Jurisprudence

The FBI’s Counterintelligence Investigation Could Establish an Obstruction Case Against Trump

President Donald Trump and Russia's President Vladimir Putin pose ahead of a meeting in Helsinki, on July 16.
President Donald Trump and Russia’s President Vladimir Putin pose ahead of a meeting in Helsinki, on July 16.
Alexey Nikolsky/AFP/Getty Images

In light of Donald Trump’s kowtow to Vladimir Putin in Helsinki last summer; or the Trump Organization’s well-known crutch of Russian money; or firing of former FBI Director James Comey for “the Russia thing”; or concealing the substance of his meetings with the Russian president or countless other instances of pro-Russia behavior from this president, it may be shockingly unshocking that the Federal Bureau of Investigation opened a counterintelligence investigation into the president of the United States for being a Russian asset.

While this news is in some ways unsurprising, word of the FBI’s investigation is anything but boring. The public should understand the painstaking internal deliberations that lead to the investigation, what sorts of information it might have gathered, and how it could establish obstruction of justice charges against Donald Trump.

I began my career as an intelligence analyst not long after Sept. 11, 2001, working for the Naval Criminal Investigative Service, the agency made famous by the TV show your father loves.

But NCIS is also a very real and very serious national security agency, an FBI of the high seas, with overlapping law enforcement and intelligence-gathering mandates. Over the course of five years, I participated in my fair share of counterterrorism and counterintelligence investigations.

Investigations are the lifeblood of law enforcement, so much so that the word is engrained in the names of agencies such as NCIS and the FBI. While many go nowhere, the decision to open any investigation is serious business. If a federal agent is privy to information of a crime—or in this case, an individual serving the interests of a foreign government—the agent assembles the initial findings and presents them to a supervisor, who decides that the allocation of taxpayer resources in pursuit of additional collection (the investigation) is in the public interest.

It’s that first pitch to the boss that really counts, because the initial evidence must be credible enough to continue. Available evidence that Trump is working to advance Russian interests—much of which I listed above—is so embarrassingly obvious and so blindingly public, that it essentially forced the FBI’s hand to wonder whether more was happening in private. Hence, the initial information was deemed credible enough to warrant further inquiry.

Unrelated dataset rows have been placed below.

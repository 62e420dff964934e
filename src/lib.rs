//! Owned sequence collections.
//!
//! The crate currently provides a single family of structures: owned linked
//! lists, where the list allocates and owns its nodes and hands elements in
//! and out by value. See [`linked_list`] for details.
#![no_std]

extern crate alloc;

pub mod linked_list;
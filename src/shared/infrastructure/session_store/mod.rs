// Key-value snapshot store holding the serialized session identity.

pub mod in_memory;

use async_trait::async_trait;

/// Key under which the serialized current user is stored.
pub const SESSION_USER_KEY: &str = "user";

#[async_trait]
pub trait SessionStore: Send + Sync {
    async fn get(&self, key: &str) -> anyhow::Result<Option<String>>;
    async fn set(&self, key: &str, value: String) -> anyhow::Result<()>;
    async fn remove(&self, key: &str) -> anyhow::Result<()>;
}
use axum::{
    Json,
    extract::{Path, Query, State, rejection::JsonRejection},
    http::StatusCode,
    response::{IntoResponse, Response},
};
use serde::Deserialize;
use serde_json::json;

use crate::modules::roles::core::role::RoleId;
use crate::modules::roles::use_cases::manage_roles::handler::RolesError;
use crate::shell::state::AppState;

#[derive(Deserialize)]
pub struct ListRolesParams {
    pub page: Option<u32>,
    pub limit: Option<u32>,
}

#[derive(Deserialize)]
pub struct CreateRoleBody {
    pub name: String,
}

#[derive(Deserialize)]
pub struct DeleteRoleParams {
    #[serde(default)]
    pub confirm: bool,
}

fn error_response(error: RolesError) -> Response {
    let status = match error {
        RolesError::NameRequired | RolesError::InvalidLimit => StatusCode::UNPROCESSABLE_ENTITY,
        RolesError::ConfirmationRequired => StatusCode::CONFLICT,
        RolesError::FetchFailed
        | RolesError::CreateFailed
        | RolesError::UpdateFailed
        | RolesError::DeleteFailed => StatusCode::BAD_GATEWAY,
    };
    (status, Json(json!({ "error": error.to_string() }))).into_response()
}

pub async fn list(
    State(state): State<AppState>,
    Query(params): Query<ListRolesParams>,
) -> impl IntoResponse {
    match state.roles.show(params.page.unwrap_or(1), params.limit).await {
        Ok(view) => Json(view).into_response(),
        Err(error) => error_response(error),
    }
}

pub async fn create(
    State(state): State<AppState>,
    body: Result<Json<CreateRoleBody>, JsonRejection>,
) -> impl IntoResponse {
    let Json(body) = match body {
        Ok(b) => b,
        Err(_) => return StatusCode::UNPROCESSABLE_ENTITY.into_response(),
    };
    match state.roles.create(&body.name).await {
        Ok(role) => (StatusCode::CREATED, Json(role)).into_response(),
        Err(error) => error_response(error),
    }
}

async fn set_enabled(state: AppState, id: RoleId, enabled: bool) -> Response {
    match state.roles.set_enabled(id, enabled).await {
        Ok(role) => Json(role).into_response(),
        Err(error) => error_response(error),
    }
}

pub async fn activate(State(state): State<AppState>, Path(id): Path<RoleId>) -> impl IntoResponse {
    set_enabled(state, id, true).await
}

pub async fn deactivate(
    State(state): State<AppState>,
    Path(id): Path<RoleId>,
) -> impl IntoResponse {
    set_enabled(state, id, false).await
}

pub async fn delete(
    State(state): State<AppState>,
    Path(id): Path<RoleId>,
    Query(params): Query<DeleteRoleParams>,
) -> impl IntoResponse {
    match state.roles.delete(id, params.confirm).await {
        Ok(view) => Json(view).into_response(),
        Err(error) => error_response(error),
    }
}
use crate::modules::timesheets::adapters::outbound::timesheets_api::{ProjectCatalog, TimesheetsApi};
use crate::modules::timesheets::core::entry::{Project, ProjectId, TimeEntry};
use crate::shared::infrastructure::backend_client::BackendClient;
use async_trait::async_trait;

pub struct HttpTimesheetsApi {
    client: BackendClient,
}

impl HttpTimesheetsApi {
    pub fn new(client: BackendClient) -> Self {
        Self { client }
    }
}

#[async_trait]
impl TimesheetsApi for HttpTimesheetsApi {
    async fn list_by_project(&self, project_id: ProjectId) -> anyhow::Result<Vec<TimeEntry>> {
        let entries = self
            .client
            .get_json(&format!("/timesheets/project/{project_id}"))
            .await?;
        Ok(entries)
    }
}

pub struct HttpProjectCatalog {
    client: BackendClient,
}

impl HttpProjectCatalog {
    pub fn new(client: BackendClient) -> Self {
        Self { client }
    }
}

#[async_trait]
impl ProjectCatalog for HttpProjectCatalog {
    async fn list_projects(&self) -> anyhow::Result<Vec<Project>> {
        let projects = self.client.get_json("/projects").await?;
        Ok(projects)
    }
}
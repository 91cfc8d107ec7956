use crate::modules::roles::adapters::outbound::roles_in_memory::InMemoryRoles;
use crate::modules::timesheets::adapters::outbound::timesheets_in_memory::{
    InMemoryProjectCatalog, InMemoryTimesheets,
};
use crate::shell::http::router;
use crate::shell::state::AppState;
use crate::tests::fixtures::roles::roles;
use crate::tests::fixtures::state::app_state;
use axum::body::Body;
use axum::http::{Request, StatusCode};
use http_body_util::BodyExt;
use tower::ServiceExt;

fn state_with(api: InMemoryRoles) -> AppState {
    app_state(
        InMemoryTimesheets::new(),
        InMemoryProjectCatalog::new(Vec::new()),
        api,
    )
}

async fn call(state: &AppState, request: Request<Body>) -> (StatusCode, serde_json::Value) {
    let response = router(state.clone()).oneshot(request).await.unwrap();
    let status = response.status();
    let bytes = response.into_body().collect().await.unwrap().to_bytes();
    (status, serde_json::from_slice(&bytes).unwrap())
}

fn request(method: &str, uri: &str) -> Request<Body> {
    Request::builder()
        .method(method)
        .uri(uri)
        .body(Body::empty())
        .unwrap()
}

#[tokio::test]
async fn manages_roles_from_creation_to_deletion() {
    let state = state_with(InMemoryRoles::with_roles(roles(4)));

    let (status, created) = call(
        &state,
        Request::post("/roles")
            .header("content-type", "application/json")
            .body(Body::from(r#"{"name":"Auditor"}"#))
            .unwrap(),
    )
    .await;
    assert_eq!(status, StatusCode::CREATED);
    let id = created["id"].as_i64().unwrap();

    let (_, deactivated) = call(&state, request("POST", &format!("/roles/{id}/deactivate"))).await;
    assert_eq!(deactivated["is_enabled"], false);
    let view = state.roles.view().await;
    assert!(!view.rows.iter().find(|r| r.id == id).unwrap().is_enabled);

    let (status, _) = call(&state, request("DELETE", &format!("/roles/{id}"))).await;
    assert_eq!(status, StatusCode::CONFLICT);
    assert_eq!(state.roles.view().await.total, 5);

    let delete = request("DELETE", &format!("/roles/{id}?confirm=true"));
    let (status, after) = call(&state, delete).await;
    assert_eq!(status, StatusCode::OK);
    assert_eq!(after["total"], 4);
    let rows = after["rows"].as_array().unwrap();
    assert!(rows.iter().all(|r| r["id"] != id));
}

#[tokio::test]
async fn steps_back_when_the_last_page_empties() {
    let state = state_with(InMemoryRoles::with_roles(roles(21)));

    let (_, last_page) = call(&state, request("GET", "/roles?page=3&limit=10")).await;
    assert_eq!(last_page["page"], 3);
    assert_eq!(last_page["rows"].as_array().unwrap().len(), 1);

    let (_, after) = call(&state, request("DELETE", "/roles/21?confirm=true")).await;
    assert_eq!(after["page"], 2);
    assert_eq!(after["total_pages"], 2);
    assert_eq!(after["rows"][0]["id"], 11);
}

#[tokio::test]
async fn never_steps_below_the_first_page() {
    let state = state_with(InMemoryRoles::with_roles(roles(1)));
    call(&state, request("GET", "/roles")).await;

    let (_, after) = call(&state, request("DELETE", "/roles/1?confirm=true")).await;

    assert_eq!(after["page"], 1);
    assert_eq!(after["total"], 0);
    assert_eq!(
        after["markers"],
        serde_json::json!([{ "kind": "page", "page": 1 }])
    );
}

#[tokio::test]
async fn keeps_the_failure_message_on_the_board() {
    let api = InMemoryRoles::with_roles(roles(2));
    api.fail_writes(true);
    let state = state_with(api);

    let (status, body) = call(&state, request("POST", "/roles/1/activate")).await;

    assert_eq!(status, StatusCode::BAD_GATEWAY);
    assert_eq!(
        body["error"],
        "Failed to update role status. Please try again."
    );
    assert_eq!(
        state.roles.view().await.error.as_deref(),
        Some("Failed to update role status. Please try again.")
    );
}
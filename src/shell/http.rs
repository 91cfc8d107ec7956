use axum::{
    Router,
    routing::{delete, get, post, put},
};
use tower_http::cors::CorsLayer;
use tower_http::trace::TraceLayer;

use crate::modules::roles::use_cases::manage_roles::inbound::http as roles_http;
use crate::modules::timesheets::use_cases::resolve_viewer::inbound::http as session_http;
use crate::modules::timesheets::use_cases::view_timesheet::inbound::http as timesheet_http;
use crate::shell::state::AppState;

pub fn router(state: AppState) -> Router {
    Router::new()
        .route("/timesheet", get(timesheet_http::grid))
        .route("/timesheet/refresh", post(timesheet_http::refresh))
        .route("/timesheet/week/previous", post(timesheet_http::previous_week))
        .route("/timesheet/week/next", post(timesheet_http::next_week))
        .route("/timesheet/week/current", post(timesheet_http::current_week))
        .route("/timesheet/page", put(timesheet_http::set_page))
        .route("/timesheet/page-size", put(timesheet_http::set_page_size))
        .route("/roles", get(roles_http::list).post(roles_http::create))
        .route("/roles/{id}", delete(roles_http::delete))
        .route("/roles/{id}/activate", post(roles_http::activate))
        .route("/roles/{id}/deactivate", post(roles_http::deactivate))
        .route(
            "/session",
            put(session_http::put_session).delete(session_http::delete_session),
        )
        .layer(CorsLayer::permissive())
        .layer(TraceLayer::new_for_http())
        .with_state(state)
}
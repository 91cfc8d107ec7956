// In memory timesheet backend and project catalog.
//
// Purpose
// - Exercise loaders and boards without a running backend.
//
// Knobs
// - `toggle_offline` fails every call.
// - `fail_project` fails calls for one project only.
// - `set_delay_ms` delays every answer, to race overlapping loads.

use crate::modules::timesheets::adapters::outbound::timesheets_api::{ProjectCatalog, TimesheetsApi};
use crate::modules::timesheets::core::entry::{Project, ProjectId, TimeEntry};
use async_trait::async_trait;
use std::collections::{HashMap, HashSet};
use std::sync::atomic::{AtomicU64, Ordering};
use std::time::Duration;
use tokio::sync::RwLock;

#[derive(Default)]
pub struct InMemoryTimesheets {
    entries: RwLock<HashMap<ProjectId, Vec<TimeEntry>>>,
    failing_projects: RwLock<HashSet<ProjectId>>,
    delay_ms: AtomicU64,
    is_offline: bool,
}

impl InMemoryTimesheets {
    pub fn new() -> Self {
        Self::default()
    }

    pub fn toggle_offline(&mut self) {
        self.is_offline = !self.is_offline;
    }

    pub fn set_delay_ms(&self, ms: u64) {
        self.delay_ms.store(ms, Ordering::SeqCst);
    }

    pub async fn fail_project(&self, project_id: ProjectId) {
        self.failing_projects.write().await.insert(project_id);
    }

    pub async fn insert(&self, entry: TimeEntry) {
        self.entries
            .write()
            .await
            .entry(entry.project_id)
            .or_default()
            .push(entry);
    }
}

#[async_trait]
impl TimesheetsApi for InMemoryTimesheets {
    async fn list_by_project(&self, project_id: ProjectId) -> anyhow::Result<Vec<TimeEntry>> {
        let delay = self.delay_ms.load(Ordering::SeqCst);
        if delay > 0 {
            tokio::time::sleep(Duration::from_millis(delay)).await;
        }
        if self.is_offline {
            return Err(anyhow::anyhow!("Timesheets backend offline"));
        }
        if self.failing_projects.read().await.contains(&project_id) {
            return Err(anyhow::anyhow!("Timesheets for project {project_id} unavailable"));
        }
        Ok(self
            .entries
            .read()
            .await
            .get(&project_id)
            .cloned()
            .unwrap_or_default())
    }
}

#[derive(Default)]
pub struct InMemoryProjectCatalog {
    projects: RwLock<Vec<Project>>,
    is_offline: bool,
}

impl InMemoryProjectCatalog {
    pub fn new(projects: Vec<Project>) -> Self {
        Self {
            projects: RwLock::new(projects),
            is_offline: false,
        }
    }

    pub fn toggle_offline(&mut self) {
        self.is_offline = !self.is_offline;
    }

    pub async fn replace(&self, projects: Vec<Project>) {
        *self.projects.write().await = projects;
    }
}

#[async_trait]
impl ProjectCatalog for InMemoryProjectCatalog {
    async fn list_projects(&self) -> anyhow::Result<Vec<Project>> {
        if self.is_offline {
            return Err(anyhow::anyhow!("Project catalog offline"));
        }
        Ok(self.projects.read().await.clone())
    }
}
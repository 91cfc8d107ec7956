use crate::modules::timesheets::core::visibility::{CurrentUser, RoleId, ViewerRole};

pub fn user_named(user_name: &str) -> CurrentUser {
    CurrentUser {
        user_name: Some(user_name.to_string()),
        role_id: Some(2),
        role: Some(ViewerRole {
            name: Some("Member".to_string()),
        }),
    }
}

pub fn user_with_role_id(user_name: &str, role_id: RoleId) -> CurrentUser {
    CurrentUser {
        user_name: Some(user_name.to_string()),
        role_id: Some(role_id),
        role: None,
    }
}

pub fn admin_by_name(user_name: &str, role_name: &str) -> CurrentUser {
    CurrentUser {
        user_name: Some(user_name.to_string()),
        role_id: None,
        role: Some(ViewerRole {
            name: Some(role_name.to_string()),
        }),
    }
}
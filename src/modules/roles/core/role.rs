use serde::{Deserialize, Serialize};
use serde_json::{Map, Value};

pub type RoleId = i64;

/// A role as the backend returns it. Fields this crate does not know about
/// are kept in `extra` and written back unchanged.
#[derive(Debug, Clone, PartialEq, Serialize, Deserialize)]
pub struct Role {
    pub id: RoleId,
    #[serde(default)]
    pub name: String,
    #[serde(default)]
    pub is_enabled: bool,
    #[serde(flatten)]
    pub extra: Map<String, Value>,
}

#[derive(Debug, Clone, PartialEq, Eq, Serialize)]
pub struct NewRole {
    pub name: String,
    pub is_enabled: bool,
}

impl NewRole {
    pub fn enabled(name: impl Into<String>) -> Self {
        Self {
            name: name.into(),
            is_enabled: true,
        }
    }
}

#[derive(Debug, Clone, Default, PartialEq, Eq, Serialize)]
pub struct RolePatch {
    #[serde(skip_serializing_if = "Option::is_none")]
    pub name: Option<String>,
    #[serde(skip_serializing_if = "Option::is_none")]
    pub is_enabled: Option<bool>,
}

impl RolePatch {
    pub fn status(is_enabled: bool) -> Self {
        Self {
            is_enabled: Some(is_enabled),
            ..Self::default()
        }
    }
}
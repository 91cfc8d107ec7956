use async_graphql::{Context, Object, Result as GqlResult, SimpleObject};

use crate::modules::roles::core::role::{Role, RoleId};
use crate::modules::roles::use_cases::manage_roles::handler::RolesView;
use crate::modules::timesheets::use_cases::view_timesheet::inbound::graphql::GqlPageMarker;
use crate::shell::state::AppState;

#[derive(SimpleObject, Clone)]
pub struct GqlRole {
    pub id: RoleId,
    pub name: String,
    pub is_enabled: bool,
}

impl From<Role> for GqlRole {
    fn from(v: Role) -> Self {
        Self {
            id: v.id,
            name: v.name,
            is_enabled: v.is_enabled,
        }
    }
}

#[derive(SimpleObject, Clone)]
pub struct GqlRolePage {
    pub rows: Vec<GqlRole>,
    pub page: u32,
    pub limit: u32,
    pub total: u64,
    pub total_pages: u32,
    pub markers: Vec<GqlPageMarker>,
    pub error: Option<String>,
}

impl From<RolesView> for GqlRolePage {
    fn from(v: RolesView) -> Self {
        Self {
            rows: v.rows.into_iter().map(Into::into).collect(),
            page: v.page,
            limit: v.limit,
            total: v.total,
            total_pages: v.total_pages,
            markers: v.markers.into_iter().map(Into::into).collect(),
            error: v.error,
        }
    }
}

fn gql_error(e: impl ToString) -> async_graphql::Error {
    async_graphql::Error::new(e.to_string())
}

#[derive(Default)]
pub struct RolesQuery;

#[Object]
impl RolesQuery {
    async fn roles(
        &self,
        context: &Context<'_>,
        page: Option<u32>,
        limit: Option<u32>,
    ) -> GqlResult<GqlRolePage> {
        let state = context.data_unchecked::<AppState>();
        let view = state
            .roles
            .show(page.unwrap_or(1), limit)
            .await
            .map_err(gql_error)?;
        Ok(view.into())
    }
}

#[derive(Default)]
pub struct RolesMutation;

#[Object]
impl RolesMutation {
    async fn create_role(&self, context: &Context<'_>, name: String) -> GqlResult<GqlRole> {
        let state = context.data_unchecked::<AppState>();
        Ok(state.roles.create(&name).await.map_err(gql_error)?.into())
    }

    async fn set_role_enabled(
        &self,
        context: &Context<'_>,
        id: RoleId,
        enabled: bool,
    ) -> GqlResult<GqlRole> {
        let state = context.data_unchecked::<AppState>();
        Ok(state
            .roles
            .set_enabled(id, enabled)
            .await
            .map_err(gql_error)?
            .into())
    }

    async fn delete_role(
        &self,
        context: &Context<'_>,
        id: RoleId,
        confirm: bool,
    ) -> GqlResult<GqlRolePage> {
        let state = context.data_unchecked::<AppState>();
        Ok(state.roles.delete(id, confirm).await.map_err(gql_error)?.into())
    }
}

Bureaucratic process demands that the higher an investigation’s profile, the more it’s scrutinized from above. Green-lighting an investigation of the president of the United States of America, much less one suspected of being a Russian agent, would have certainly gone all the way to the top.

Former acting FBI Director Andrew McCabe (briefly installed after Comey’s dismissal before being fired himself), Deputy Attorney General Rod Rosenstein, and then–Attorney General Jeff Sessions would have all known about the investigation. Sessions would have informed congressional leadership, Director of National Intelligence Dan Coates, and then–CIA Director Mike Pompeo. It is simply inconceivable otherwise.

Pompeo, now secretary of state, stammered his way through an interview with Margaret Brennan on Face the Nation last weekend when Brennan asked whether he was aware of it.

“Margaret—Margaret—Margaret,” Pompeo said, “I’ve answered this question repeatedly indeed on your show. The—the idea that’s contained in the New York Times story that President Trump was a threat to American national security is—is silly on its face and not worthy of a response.”

It’s testament to the investigation’s gravity that so many of the highest-level Cabinet officials and members of Congress must have known of its existence yet remained silent about it. Its existence has only now been confirmed because “former law enforcement officials and others” fear this significant data point could get buried in the coming deluge of information that may accompany the end of Robert Mueller’s investigation.

Virginia Sen. Mark Warner, the ranking Democrat on the Senate Intelligence Committee, has already said that Trump’s curious actions in Russia’s interest are the defining issue of his chamber’s investigation. Warner’s gavel-wielding, Democratic House colleagues suddenly find themselves in a powerful position. They can call former acting FBI Director Andrew McCabe and former Attorney General Jeff Sessions to testify publicly about the length, breadth, and depth of the Trump counterintelligence investigation. Their testimony will further establish its merits and scope at least, as well as answer the two crucial and age-old questions of presidential inquiries: Did Trump know he was under investigation? And when did he know it?

Those answers will help establish whether the investigation’s existence motivated Trump to brow-beat, and subsequently fire, McCabe and Sessions. In turn, it will help us understand the credibility of another key charge against Trump: obstruction of justice.